» **What this task involves**: Among the records that follow, find the line with "Issued-at time (UTC Unix timestamp)." and the line with "pub struct JwtConfig". Set down those lines and all lines between them exactly, without adding anything.

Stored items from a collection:

/---

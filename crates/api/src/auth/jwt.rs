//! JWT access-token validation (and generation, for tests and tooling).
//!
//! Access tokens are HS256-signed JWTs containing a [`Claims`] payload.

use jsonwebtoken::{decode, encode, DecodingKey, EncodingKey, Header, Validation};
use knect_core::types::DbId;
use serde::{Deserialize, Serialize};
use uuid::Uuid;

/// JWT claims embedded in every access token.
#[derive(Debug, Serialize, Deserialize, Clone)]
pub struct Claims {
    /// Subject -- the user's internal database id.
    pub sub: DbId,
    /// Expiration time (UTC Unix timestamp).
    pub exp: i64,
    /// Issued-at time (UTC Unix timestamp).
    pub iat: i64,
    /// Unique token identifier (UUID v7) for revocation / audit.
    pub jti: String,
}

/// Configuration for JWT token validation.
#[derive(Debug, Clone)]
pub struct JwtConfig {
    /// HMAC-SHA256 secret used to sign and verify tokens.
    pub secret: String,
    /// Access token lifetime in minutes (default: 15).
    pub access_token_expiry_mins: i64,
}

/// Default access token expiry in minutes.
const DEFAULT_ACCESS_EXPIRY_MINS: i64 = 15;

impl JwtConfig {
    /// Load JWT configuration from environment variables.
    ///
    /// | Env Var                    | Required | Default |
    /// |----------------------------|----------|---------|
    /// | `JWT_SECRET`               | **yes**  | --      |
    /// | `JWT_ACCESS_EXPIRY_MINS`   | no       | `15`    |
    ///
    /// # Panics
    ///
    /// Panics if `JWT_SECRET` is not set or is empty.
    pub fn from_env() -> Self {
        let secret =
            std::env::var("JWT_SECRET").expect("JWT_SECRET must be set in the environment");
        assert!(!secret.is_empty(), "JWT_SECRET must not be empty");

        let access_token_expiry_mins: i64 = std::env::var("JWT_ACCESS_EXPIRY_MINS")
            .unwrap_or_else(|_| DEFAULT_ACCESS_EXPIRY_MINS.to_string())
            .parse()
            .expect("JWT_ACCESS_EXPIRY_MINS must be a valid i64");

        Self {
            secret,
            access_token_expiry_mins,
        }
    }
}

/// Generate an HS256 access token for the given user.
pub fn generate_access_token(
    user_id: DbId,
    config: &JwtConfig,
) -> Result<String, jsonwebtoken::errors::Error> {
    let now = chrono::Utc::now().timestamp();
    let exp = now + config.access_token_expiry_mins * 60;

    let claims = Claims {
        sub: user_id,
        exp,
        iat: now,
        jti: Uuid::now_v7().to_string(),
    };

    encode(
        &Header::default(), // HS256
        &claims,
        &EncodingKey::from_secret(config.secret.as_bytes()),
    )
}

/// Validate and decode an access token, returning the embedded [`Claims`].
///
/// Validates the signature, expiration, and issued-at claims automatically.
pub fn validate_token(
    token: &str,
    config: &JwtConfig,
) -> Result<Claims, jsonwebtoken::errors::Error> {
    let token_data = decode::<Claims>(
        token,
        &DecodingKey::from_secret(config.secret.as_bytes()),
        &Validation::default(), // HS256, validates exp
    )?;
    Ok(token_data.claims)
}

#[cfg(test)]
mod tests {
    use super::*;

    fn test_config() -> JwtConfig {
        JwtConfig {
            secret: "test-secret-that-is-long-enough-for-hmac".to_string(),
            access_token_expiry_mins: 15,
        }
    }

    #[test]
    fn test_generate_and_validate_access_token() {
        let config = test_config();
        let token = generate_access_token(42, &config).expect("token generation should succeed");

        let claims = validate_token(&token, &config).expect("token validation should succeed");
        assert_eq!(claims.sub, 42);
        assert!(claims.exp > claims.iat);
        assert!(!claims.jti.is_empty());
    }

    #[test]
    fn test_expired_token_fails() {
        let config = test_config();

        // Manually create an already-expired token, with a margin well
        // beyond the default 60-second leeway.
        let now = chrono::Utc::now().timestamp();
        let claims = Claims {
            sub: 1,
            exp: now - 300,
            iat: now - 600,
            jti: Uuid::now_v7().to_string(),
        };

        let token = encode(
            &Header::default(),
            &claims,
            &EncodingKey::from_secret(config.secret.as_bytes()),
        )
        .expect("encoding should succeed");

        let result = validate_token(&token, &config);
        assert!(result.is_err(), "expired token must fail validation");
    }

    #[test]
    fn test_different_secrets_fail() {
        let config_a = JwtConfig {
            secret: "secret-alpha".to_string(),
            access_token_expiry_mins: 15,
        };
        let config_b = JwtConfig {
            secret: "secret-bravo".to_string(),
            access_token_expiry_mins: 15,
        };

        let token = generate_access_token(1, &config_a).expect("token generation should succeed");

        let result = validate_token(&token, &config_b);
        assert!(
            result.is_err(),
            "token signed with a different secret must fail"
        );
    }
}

\---
/---

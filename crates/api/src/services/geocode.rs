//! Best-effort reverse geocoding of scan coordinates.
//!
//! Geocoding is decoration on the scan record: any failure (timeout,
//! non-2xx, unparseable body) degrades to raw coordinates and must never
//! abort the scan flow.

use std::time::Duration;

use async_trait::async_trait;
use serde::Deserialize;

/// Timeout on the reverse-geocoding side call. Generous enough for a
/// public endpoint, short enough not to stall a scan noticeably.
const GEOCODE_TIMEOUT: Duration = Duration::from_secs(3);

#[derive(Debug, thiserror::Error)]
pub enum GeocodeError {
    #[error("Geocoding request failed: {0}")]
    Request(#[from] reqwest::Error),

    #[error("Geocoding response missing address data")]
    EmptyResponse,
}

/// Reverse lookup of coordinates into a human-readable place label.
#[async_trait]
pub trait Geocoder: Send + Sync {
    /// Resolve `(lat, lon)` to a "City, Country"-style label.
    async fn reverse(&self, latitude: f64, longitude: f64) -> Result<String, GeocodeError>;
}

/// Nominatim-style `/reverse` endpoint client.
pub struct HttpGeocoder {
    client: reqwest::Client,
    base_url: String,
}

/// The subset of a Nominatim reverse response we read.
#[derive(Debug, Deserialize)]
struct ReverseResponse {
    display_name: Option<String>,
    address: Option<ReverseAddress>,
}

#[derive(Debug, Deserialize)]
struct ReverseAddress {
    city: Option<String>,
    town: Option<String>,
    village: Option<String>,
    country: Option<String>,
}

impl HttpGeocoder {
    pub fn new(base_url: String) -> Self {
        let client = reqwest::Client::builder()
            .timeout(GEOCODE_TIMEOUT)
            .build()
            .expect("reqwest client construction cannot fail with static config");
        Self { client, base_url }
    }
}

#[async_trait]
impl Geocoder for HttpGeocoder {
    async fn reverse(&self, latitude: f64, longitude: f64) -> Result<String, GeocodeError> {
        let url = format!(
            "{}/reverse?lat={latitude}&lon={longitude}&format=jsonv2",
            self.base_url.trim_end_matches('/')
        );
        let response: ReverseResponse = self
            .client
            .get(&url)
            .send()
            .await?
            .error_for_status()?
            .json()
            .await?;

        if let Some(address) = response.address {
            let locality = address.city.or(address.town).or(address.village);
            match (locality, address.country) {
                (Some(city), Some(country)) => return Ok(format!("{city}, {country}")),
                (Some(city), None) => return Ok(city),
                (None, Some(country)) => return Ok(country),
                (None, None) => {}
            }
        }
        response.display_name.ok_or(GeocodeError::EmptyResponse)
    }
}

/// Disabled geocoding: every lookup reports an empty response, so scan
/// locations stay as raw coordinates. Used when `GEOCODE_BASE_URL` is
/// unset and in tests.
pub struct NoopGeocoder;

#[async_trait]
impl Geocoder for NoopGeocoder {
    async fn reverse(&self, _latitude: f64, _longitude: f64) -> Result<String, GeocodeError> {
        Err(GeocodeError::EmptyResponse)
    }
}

\---

» **Exercise answer**:
    /// Issued-at time (UTC Unix timestamp).
    pub iat: i64,
    /// Unique token identifier (UUID v7) for revocation / audit.
    pub jti: String,
}

/// Configuration for JWT token validation.
#[derive(Debug, Clone)]
pub struct JwtConfig {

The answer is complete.